**ACTIVITY**.
Where a line below contains "Outcome", count it. Reply with the total only.

**DATASET ENTRIES**.
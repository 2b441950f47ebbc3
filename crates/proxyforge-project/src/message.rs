//! Messages carrying asynchronous completions back into a project.

use proxyforge_core::{Asset, AssetRequest, AssetResult};
use proxyforge_media::JobReport;

#[derive(Debug)]
pub(crate) enum ProjectMessage {
    /// Outcome of a request issued by the registry.
    AssetLoaded {
        request: AssetRequest,
        result: AssetResult<Asset>,
    },
    /// Outcome of resolving a proxy output, tagged with the probe token.
    ProxyProbed {
        token: u64,
        result: AssetResult<Asset>,
    },
    JobFinished(JobReport),
}
//! Media file probing to get metadata without a decode.

use proxyforge_core::AssetMetadata;
use std::path::Path;

use crate::error::{MediaError, MediaResult};

const VIDEO_CONTAINERS: &[&str] = &[
    "mp4", "mov", "mkv", "webm", "avi", "mxf", "m4v", "mts", "ts", "proxy",
];
const AUDIO_ONLY: &[&str] = &["wav", "mp3", "flac", "ogg", "m4a", "aac", "opus"];
const STILLS: &[&str] = &["png", "jpg", "jpeg", "tiff", "bmp", "webp"];

/// What could be learned about a media file cheaply.
#[derive(Debug, Clone, PartialEq)]
pub struct MediaProbe {
    pub path: String,
    pub size_bytes: u64,
    /// Container guessed from the file extension.
    pub format: Option<String>,
    pub has_video: bool,
    pub has_audio: bool,
}

impl MediaProbe {
    /// Probe a media file.
    ///
    /// A missing path yields [`MediaError::Io`] with `NotFound` kind.
    pub fn probe<P: AsRef<Path>>(path: P) -> MediaResult<Self> {
        let path = path.as_ref();
        let meta = std::fs::metadata(path)?;
        if !meta.is_file() {
            return Err(MediaError::Unsupported(format!(
                "Not a regular file: {}",
                path.display()
            )));
        }

        let format = container_of(path);
        let (has_video, has_audio) = match format.as_deref() {
            Some(ext) if AUDIO_ONLY.contains(&ext) => (false, true),
            Some(ext) if STILLS.contains(&ext) => (true, false),
            Some(ext) if VIDEO_CONTAINERS.contains(&ext) => (true, true),
            // unknown extension, let the decoder decide later
            _ => (true, true),
        };

        Ok(Self {
            path: path.to_string_lossy().into_owned(),
            size_bytes: meta.len(),
            format,
            has_video,
            has_audio,
        })
    }

    pub fn into_metadata(self) -> AssetMetadata {
        AssetMetadata {
            container: self.format,
            size_bytes: Some(self.size_bytes),
            duration: None,
            has_video: self.has_video,
            has_audio: self.has_audio,
        }
    }
}

/// Proxies are named `<original>.proxy`, so look through that suffix first.
fn container_of(path: &Path) -> Option<String> {
    let name = path.file_name()?.to_string_lossy().to_ascii_lowercase();
    let name = name
        .strip_suffix(proxyforge_core::PROXY_SUFFIX)
        .unwrap_or(name.as_str());
    let ext = Path::new(name).extension()?.to_string_lossy().into_owned();
    Some(ext)
}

**ANSWER SPACE**.
2